The problem is that this is a profoundly expansive definition of what counts as a recession — one that the NBER might not necessarily agree with.
According to their website, “a recession is a significant decline in economic activity spread across the economy, lasting more than a few months, normally visible in real GDP, real income, employment, industrial production, and wholesale-retail sales.”
At this point, there is “a significant decline in economic activity spread across the economy.” It will be “visible in real GDP, real income, employment, industrial production, and wholesale-retail sales.”
It hasn’t, however, lasted “more than a few months.”
Take 2001, for instance, which saw the collapse of the dot-com bubble combined with the effects of 9/11. The peak-to-trough period lasted eight months, from March to November.
That’s quite a bit longer than what we’ve seen here. Yes, the coronavirus outbreak is significantly different than anything we’ve seen before. Even the Spanish Flu, the virus outbreak which COVID-19 is most often compared to, also coincided with World War I and took place in a less-globalized world.

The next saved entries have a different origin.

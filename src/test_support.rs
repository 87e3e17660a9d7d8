//! Collaborator fakes shared by the unit tests.

use crate::animator::{
    AnimatorFactory, AnimatorSpec, HeadlessAnimator, PageAnimator, PageEventSink, PageSurface,
};
use crate::document::{DocumentInfo, DocumentSource, PageHandle};
use crate::error::{SourceError, SpeechError};
use crate::speech::{SpeechEngine, SpeechEventSink, SpeechOptions, UtteranceId};
use async_trait::async_trait;
use std::cell::RefCell;
use std::collections::{HashMap, HashSet};
use std::rc::Rc;
use std::time::Duration;

#[derive(Default)]
struct FakeDocument {
    page_count: usize,
    texts: HashMap<usize, String>,
    failing: HashSet<usize>,
}

#[derive(Default)]
struct SourceState {
    documents: HashMap<String, FakeDocument>,
    delay: Option<Duration>,
    opens: usize,
    rasterized: Vec<(String, usize, f32)>,
    extracted: Vec<(String, usize)>,
}

/// In-memory document source. Clones share state, so a test keeps one handle
/// for assertions after giving another to the runtime.
#[derive(Clone, Default)]
pub struct FakeSource {
    state: Rc<RefCell<SourceState>>,
}

impl FakeSource {
    pub fn new() -> Self {
        Self::default()
    }

    pub fn with_document(self, handle: &str, page_count: usize) -> Self {
        self.state.borrow_mut().documents.insert(
            handle.to_string(),
            FakeDocument {
                page_count,
                ..FakeDocument::default()
            },
        );
        self
    }

    pub fn with_text(self, handle: &str, page: usize, text: &str) -> Self {
        if let Some(doc) = self.state.borrow_mut().documents.get_mut(handle) {
            doc.texts.insert(page, text.to_string());
        }
        self
    }

    pub fn with_failing_page(self, handle: &str, page: usize) -> Self {
        if let Some(doc) = self.state.borrow_mut().documents.get_mut(handle) {
            doc.failing.insert(page);
        }
        self
    }

    /// Every rasterize and extract call sleeps this long first.
    pub fn with_delay(self, delay: Duration) -> Self {
        self.state.borrow_mut().delay = Some(delay);
        self
    }

    pub fn heal_page(&self, handle: &str, page: usize) {
        if let Some(doc) = self.state.borrow_mut().documents.get_mut(handle) {
            doc.failing.remove(&page);
        }
    }

    pub fn opens(&self) -> usize {
        self.state.borrow().opens
    }

    pub fn rasterize_calls(&self, handle: &str, page: usize) -> usize {
        self.state
            .borrow()
            .rasterized
            .iter()
            .filter(|(h, p, _)| h == handle && *p == page)
            .count()
    }

    /// `(page, scale)` of every rasterize call for `handle`, in call order.
    pub fn rasterize_log(&self, handle: &str) -> Vec<(usize, f32)> {
        self.state
            .borrow()
            .rasterized
            .iter()
            .filter(|(h, _, _)| h == handle)
            .map(|(_, page, scale)| (*page, *scale))
            .collect()
    }

    pub fn total_rasterize_calls(&self) -> usize {
        self.state.borrow().rasterized.len()
    }

    pub fn extract_calls(&self, handle: &str, page: usize) -> usize {
        self.state
            .borrow()
            .extracted
            .iter()
            .filter(|(h, p)| h == handle && *p == page)
            .count()
    }

    /// The bytes `rasterize` returns, so tests can tell which document and
    /// scale an artifact came from.
    pub fn image_bytes(handle: &str, page: usize, scale: f32) -> Vec<u8> {
        format!("{handle}#{page}@{scale}").into_bytes()
    }

    fn delay(&self) -> Option<Duration> {
        self.state.borrow().delay
    }
}

#[async_trait(?Send)]
impl DocumentSource for FakeSource {
    async fn open(&self, handle: &str) -> Result<DocumentInfo, SourceError> {
        let mut state = self.state.borrow_mut();
        state.opens += 1;
        let doc = state
            .documents
            .get(handle)
            .ok_or_else(|| SourceError::Malformed(format!("unknown document {handle}")))?;
        Ok(DocumentInfo {
            page_count: doc.page_count,
            title: Some(format!("Title of {handle}")),
            author: None,
        })
    }

    async fn get_page(&self, handle: &str, number: usize) -> Result<PageHandle, SourceError> {
        let state = self.state.borrow();
        let doc = state
            .documents
            .get(handle)
            .ok_or(SourceError::PageNotFound(number))?;
        if number == 0 || number > doc.page_count {
            return Err(SourceError::PageNotFound(number));
        }
        Ok(PageHandle {
            number,
            locator: handle.to_string(),
        })
    }

    async fn rasterize(&self, page: &PageHandle, scale: f32) -> Result<Vec<u8>, SourceError> {
        if let Some(delay) = self.delay() {
            tokio::time::sleep(delay).await;
        }
        let mut state = self.state.borrow_mut();
        state
            .rasterized
            .push((page.locator.clone(), page.number, scale));
        let failing = state
            .documents
            .get(&page.locator)
            .is_some_and(|doc| doc.failing.contains(&page.number));
        if failing {
            return Err(SourceError::Malformed(format!("page {} is corrupt", page.number)));
        }
        Ok(Self::image_bytes(&page.locator, page.number, scale))
    }

    async fn extract_text(&self, page: &PageHandle) -> Result<String, SourceError> {
        if let Some(delay) = self.delay() {
            tokio::time::sleep(delay).await;
        }
        let mut state = self.state.borrow_mut();
        state.extracted.push((page.locator.clone(), page.number));
        Ok(state
            .documents
            .get(&page.locator)
            .and_then(|doc| doc.texts.get(&page.number).cloned())
            .unwrap_or_default())
    }
}

#[derive(Debug, Clone, PartialEq)]
pub enum SpeechCall {
    Speak { id: UtteranceId, text: String, options: SpeechOptions },
    Pause(UtteranceId),
    Resume(UtteranceId),
    Cancel(UtteranceId),
}

#[derive(Default)]
struct SpeechState {
    next_id: u64,
    calls: Vec<SpeechCall>,
    sinks: HashMap<UtteranceId, SpeechEventSink>,
    reject: bool,
}

/// Speech engine that records calls and lets the test emit events for any
/// utterance it started.
#[derive(Clone)]
pub struct ScriptedSpeech {
    state: Rc<RefCell<SpeechState>>,
    resumes: bool,
}

impl ScriptedSpeech {
    pub fn new() -> Self {
        Self {
            state: Rc::default(),
            resumes: true,
        }
    }

    pub fn without_resume() -> Self {
        Self {
            resumes: false,
            ..Self::new()
        }
    }

    pub fn reject_next(&self) {
        self.state.borrow_mut().reject = true;
    }

    pub fn calls(&self) -> Vec<SpeechCall> {
        self.state.borrow().calls.clone()
    }

    /// Text of every speak request, in order.
    pub fn spoken(&self) -> Vec<String> {
        self.state
            .borrow()
            .calls
            .iter()
            .filter_map(|call| match call {
                SpeechCall::Speak { text, .. } => Some(text.clone()),
                _ => None,
            })
            .collect()
    }

    pub fn last_utterance(&self) -> Option<UtteranceId> {
        self.state
            .borrow()
            .calls
            .iter()
            .rev()
            .find_map(|call| match call {
                SpeechCall::Speak { id, .. } => Some(*id),
                _ => None,
            })
    }

    pub fn sink(&self, id: UtteranceId) -> SpeechEventSink {
        self.state.borrow().sinks[&id].clone()
    }

    /// Sink of the most recent speak request.
    pub fn current(&self) -> SpeechEventSink {
        let id = self.last_utterance().expect("nothing spoken yet");
        self.sink(id)
    }
}

impl SpeechEngine for ScriptedSpeech {
    fn speak(
        &mut self,
        text: &str,
        options: &SpeechOptions,
        events: SpeechEventSink,
    ) -> Result<UtteranceId, SpeechError> {
        let mut state = self.state.borrow_mut();
        if std::mem::take(&mut state.reject) {
            return Err(SpeechError::VoiceUnavailable("scripted rejection".to_string()));
        }
        state.next_id += 1;
        let id = UtteranceId(state.next_id);
        state.calls.push(SpeechCall::Speak {
            id,
            text: text.to_string(),
            options: options.clone(),
        });
        state.sinks.insert(id, events);
        Ok(id)
    }

    fn pause(&mut self, utterance: UtteranceId) {
        self.state.borrow_mut().calls.push(SpeechCall::Pause(utterance));
    }

    fn resume(&mut self, utterance: UtteranceId) {
        self.state.borrow_mut().calls.push(SpeechCall::Resume(utterance));
    }

    fn cancel(&mut self, utterance: UtteranceId) {
        self.state.borrow_mut().calls.push(SpeechCall::Cancel(utterance));
    }

    fn supports_resume(&self) -> bool {
        self.resumes
    }
}

#[derive(Default)]
struct AnimatorState {
    created: usize,
    live: usize,
    max_live: usize,
    specs: Vec<AnimatorSpec>,
    surface_updates: Vec<PageSurface>,
}

/// Wraps [`HeadlessAnimator`] and counts instances, so tests can assert that
/// two animators are never alive at once.
#[derive(Clone, Default)]
pub struct RecordingAnimatorFactory {
    state: Rc<RefCell<AnimatorState>>,
}

impl RecordingAnimatorFactory {
    pub fn new() -> Self {
        Self::default()
    }

    pub fn created(&self) -> usize {
        self.state.borrow().created
    }

    pub fn live(&self) -> usize {
        self.state.borrow().live
    }

    pub fn max_live(&self) -> usize {
        self.state.borrow().max_live
    }

    pub fn specs(&self) -> Vec<AnimatorSpec> {
        self.state.borrow().specs.clone()
    }

    pub fn surface_updates(&self) -> Vec<PageSurface> {
        self.state.borrow().surface_updates.clone()
    }
}

struct RecordingAnimator {
    inner: HeadlessAnimator,
    state: Rc<RefCell<AnimatorState>>,
    alive: bool,
}

impl PageAnimator for RecordingAnimator {
    fn flip_next(&mut self) {
        self.inner.flip_next();
    }

    fn flip_previous(&mut self) {
        self.inner.flip_previous();
    }

    fn flip_to(&mut self, index: usize) {
        self.inner.flip_to(index);
    }

    fn update_surface(&mut self, surface: PageSurface) {
        self.state.borrow_mut().surface_updates.push(surface.clone());
        self.inner.update_surface(surface);
    }

    fn destroy(&mut self) {
        if std::mem::take(&mut self.alive) {
            self.state.borrow_mut().live -= 1;
        }
        self.inner.destroy();
    }
}

impl AnimatorFactory for RecordingAnimatorFactory {
    fn create(&mut self, spec: AnimatorSpec, events: PageEventSink) -> Box<dyn PageAnimator> {
        {
            let mut state = self.state.borrow_mut();
            state.created += 1;
            state.live += 1;
            state.max_live = state.max_live.max(state.live);
            state.specs.push(spec.clone());
        }
        Box::new(RecordingAnimator {
            inner: HeadlessAnimator::new(spec, events),
            state: Rc::clone(&self.state),
            alive: true,
        })
    }
}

That recession also had a peak-to-trough period of seven months, the second-shortest recession on record for the NBER. (The shortest is six months in 1980.)
Why does this matter? Well, for one, this isn’t the time to foment economic panic.
This is a period of obvious economic discomfiture, absolutely. The stock market is down thousands of points from its highs. However, we don’t know where this ride goes from here.
Bank of America thinks the trough will be in April. This means a peak-to-trough time of two months — one-third the time of the shortest recession on record.
There are plenty of people spreading fear, particularly in the media. Bank of America shouldn’t do the same thing. COVID-19’s effects on the economy are sui generis. Even Bank of America thinks its effect “will be fairly short-lived.”
If that’s the case, they shouldn’t be stoking fear the same way that the media is. The media, at least, gets to keep you in front of the TV the more afraid you are, and COVID-19 is the perfect drug for that.
Bank of America is in the job of making its clients money, and it doesn’t need to help the media foment panic — the media is doing a great job of that on its own.